**Work request:** These records must be written out again exactly.

**The input:**
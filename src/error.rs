use std::io;
use std::path::PathBuf;

use thiserror::Error;

use crate::partition::{PartitionAddress, YearMonth};

/// Errors raised while building Gold facts or Gold-Specifics tables.
///
/// Everything except the dictionary-level kinds (see `is_fatal_for_language`) is
/// scoped to a single partition: the driver reports it and moves on.
#[derive(Debug, Error)]
pub enum GoldError {
    #[error("missing {table} partition {address}")]
    MissingPartition {
        table: String,
        address: PartitionAddress,
    },
    #[error("malformed partition {}: {reason}", path.display())]
    MalformedPartition { path: PathBuf, reason: String },
    #[error("article dictionary for lang={lang} is corrupt: {reason}")]
    DictionaryCorruption { lang: String, reason: String },
    #[error("{table} references article_id {article_id} absent from the lang={lang} dictionary")]
    ReferentialViolation {
        table: String,
        lang: String,
        article_id: u32,
    },
    #[error("title {title:?} was never resolved in the lang={lang} dictionary")]
    UnresolvedTitle { lang: String, title: String },
    #[error("window ending {end} for lang={lang} has {available} of {required} months")]
    WindowIncomplete {
        lang: String,
        end: YearMonth,
        available: usize,
        required: usize,
    },
    #[error("configuration error: {0}")]
    Config(String),
    #[error(transparent)]
    Io(#[from] io::Error),
    #[error(transparent)]
    Parquet(#[from] parquet::errors::ParquetError),
    #[error(transparent)]
    Arrow(#[from] arrow::error::ArrowError),
    #[error(transparent)]
    Json(#[from] serde_json::Error),
}

impl GoldError {
    /// Whether the error must stop every remaining build of the language.
    pub fn is_fatal_for_language(&self) -> bool {
        matches!(
            self,
            GoldError::DictionaryCorruption { .. }
                | GoldError::ReferentialViolation { .. }
                | GoldError::UnresolvedTitle { .. }
        )
    }
}

pub type Result<T> = std::result::Result<T, GoldError>;
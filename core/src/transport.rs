// Copyright 2017 Amagicom AB.
//
// Licensed under the Apache License, Version 2.0 <LICENSE-APACHE or
// http://www.apache.org/licenses/LICENSE-2.0> or the MIT license
// <LICENSE-MIT or http://opensource.org/licenses/MIT>, at your
// option. This file may not be copied, modified, or distributed
// except according to those terms.

//! Transport adapter interface.
//!
//! The core never inspects raw bytes outside of a framed payload, and it
//! never dials a socket itself — both are the job of a concrete transport
//! adapter (e.g. the `jsonrpc-rs-netstring` crate). This module only pins
//! down the seam: a [`Sender`] that pushes one whole frame, and a
//! [`Connector`] that lazily produces one.
//!
//! A successful dial hands back both halves (a [`Sender`] plus an
//! [`Incoming`] frame stream), but pumping the stream is the
//! [`crate::connection::ConnectionManager`]'s job rather than the
//! application's — it owns the one read-pump task per live connection and
//! forwards each frame to whatever callback (typically a
//! [`crate::client::Client`]'s `route_response`) it was built with.

use std::future::Future;
use std::pin::Pin;

use futures::Stream;

/// A cloneable handle that can push one framed payload at a time.
///
/// Implementations are expected to be cheap to clone (e.g. an `Arc` around
/// the write half of a socket plus a framing encoder).
pub trait Sender: Send + Sync + 'static {
    /// The error a send can fail with.
    type Error: std::error::Error + Send + Sync + 'static;

    /// Sends one complete frame. Resolves once the frame has been handed to
    /// the underlying transport (not necessarily once it reaches the peer).
    fn send(&self, payload: Vec<u8>) -> Pin<Box<dyn Future<Output = Result<(), Self::Error>> + Send + '_>>;
}

/// A stream of whole, already-deframed payloads read off a live connection.
/// Ends when the peer closes the connection or the stream hits an I/O fault
/// that a framing adapter considers fatal: receivers reject malformed
/// frames by closing the transport rather than trying to resynchronize.
pub trait Incoming: Stream<Item = Vec<u8>> + Send + Unpin + 'static {}

impl<T> Incoming for T where T: Stream<Item = Vec<u8>> + Send + Unpin + 'static {}

/// Lazily establishes a connection, producing a [`Sender`] handle and an
/// [`Incoming`] frame stream.
pub trait Connector: Send + Sync + 'static {
    /// The handle produced by a successful dial.
    type Handle: Sender + Clone + Send + 'static;
    /// The incoming frame stream produced by a successful dial.
    type Incoming: Incoming;
    /// The error a dial can fail with.
    type Error: std::error::Error + Send + Sync + Clone + 'static;

    /// Attempts to establish a connection.
    #[allow(clippy::type_complexity)]
    fn connect(&self) -> Pin<Box<dyn Future<Output = Result<(Self::Handle, Self::Incoming), Self::Error>> + Send>>;
}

**Answer below:**
filename src/error.rs
use std::io;
use std::path::PathBuf;

use thiserror::Error;

use crate::partition::{PartitionAddress, YearMonth};

/// Errors raised while building Gold facts or Gold-Specifics tables.
///
/// Everything except the dictionary-level kinds (see `is_fatal_for_language`) is
/// scoped to a single partition: the driver reports it and moves on.
#[derive(Debug, Error)]
pub enum GoldError {
    #[error("missing {table} partition {address}")]
    MissingPartition {
        table: String,
        address: PartitionAddress,
    },
    #[error("malformed partition {}: {reason}", path.display())]
    MalformedPartition { path: PathBuf, reason: String },
    #[error("article dictionary for lang={lang} is corrupt: {reason}")]
    DictionaryCorruption { lang: String, reason: String },
    #[error("{table} references article_id {article_id} absent from the lang={lang} dictionary")]
    ReferentialViolation {
        table: String,
        lang: String,
        article_id: u32,
    },
    #[error("title {title:?} was never resolved in the lang={lang} dictionary")]
    UnresolvedTitle { lang: String, title: String },
    #[error("window ending {end} for lang={lang} has {available} of {required} months")]
    WindowIncomplete {
        lang: String,
        end: YearMonth,
        available: usize,
        required: usize,
    },
    #[error("configuration error: {0}")]
    Config(String),
    #[error(transparent)]
    Io(#[from] io::Error),
    #[error(transparent)]
    Parquet(#[from] parquet::errors::ParquetError),
    #[error(transparent)]
    Arrow(#[from] arrow::error::ArrowError),
    #[error(transparent)]
    Json(#[from] serde_json::Error),
}

impl GoldError {
    /// Whether the error must stop every remaining build of the language.
    pub fn is_fatal_for_language(&self) -> bool {
        matches!(
            self,
            GoldError::DictionaryCorruption { .. }
                | GoldError::ReferentialViolation { .. }
                | GoldError::UnresolvedTitle { .. }
        )
    }
}

pub type Result<T> = std::result::Result<T, GoldError>;
filename core/src/transport.rs
// Copyright 2017 Amagicom AB.
//
// Licensed under the Apache License, Version 2.0 <LICENSE-APACHE or
// http://www.apache.org/licenses/LICENSE-2.0> or the MIT license
// <LICENSE-MIT or http://opensource.org/licenses/MIT>, at your
// option. This file may not be copied, modified, or distributed
// except according to those terms.

//! Transport adapter interface.
//!
//! The core never inspects raw bytes outside of a framed payload, and it
//! never dials a socket itself — both are the job of a concrete transport
//! adapter (e.g. the `jsonrpc-rs-netstring` crate). This module only pins
//! down the seam: a [`Sender`] that pushes one whole frame, and a
//! [`Connector`] that lazily produces one.
//!
//! A successful dial hands back both halves (a [`Sender`] plus an
//! [`Incoming`] frame stream), but pumping the stream is the
//! [`crate::connection::ConnectionManager`]'s job rather than the
//! application's — it owns the one read-pump task per live connection and
//! forwards each frame to whatever callback (typically a
//! [`crate::client::Client`]'s `route_response`) it was built with.

use std::future::Future;
use std::pin::Pin;

use futures::Stream;

/// A cloneable handle that can push one framed payload at a time.
///
/// Implementations are expected to be cheap to clone (e.g. an `Arc` around
/// the write half of a socket plus a framing encoder).
pub trait Sender: Send + Sync + 'static {
    /// The error a send can fail with.
    type Error: std::error::Error + Send + Sync + 'static;

    /// Sends one complete frame. Resolves once the frame has been handed to
    /// the underlying transport (not necessarily once it reaches the peer).
    fn send(&self, payload: Vec<u8>) -> Pin<Box<dyn Future<Output = Result<(), Self::Error>> + Send + '_>>;
}

/// A stream of whole, already-deframed payloads read off a live connection.
/// Ends when the peer closes the connection or the stream hits an I/O fault
/// that a framing adapter considers fatal: receivers reject malformed
/// frames by closing the transport rather than trying to resynchronize.
pub trait Incoming: Stream<Item = Vec<u8>> + Send + Unpin + 'static {}

impl<T> Incoming for T where T: Stream<Item = Vec<u8>> + Send + Unpin + 'static {}

/// Lazily establishes a connection, producing a [`Sender`] handle and an
/// [`Incoming`] frame stream.
pub trait Connector: Send + Sync + 'static {
    /// The handle produced by a successful dial.
    type Handle: Sender + Clone + Send + 'static;
    /// The incoming frame stream produced by a successful dial.
    type Incoming: Incoming;
    /// The error a dial can fail with.
    type Error: std::error::Error + Send + Sync + Clone + 'static;

    /// Attempts to establish a connection.
    #[allow(clippy::type_complexity)]
    fn connect(&self) -> Pin<Box<dyn Future<Output = Result<(Self::Handle, Self::Incoming), Self::Error>> + Send>>;
}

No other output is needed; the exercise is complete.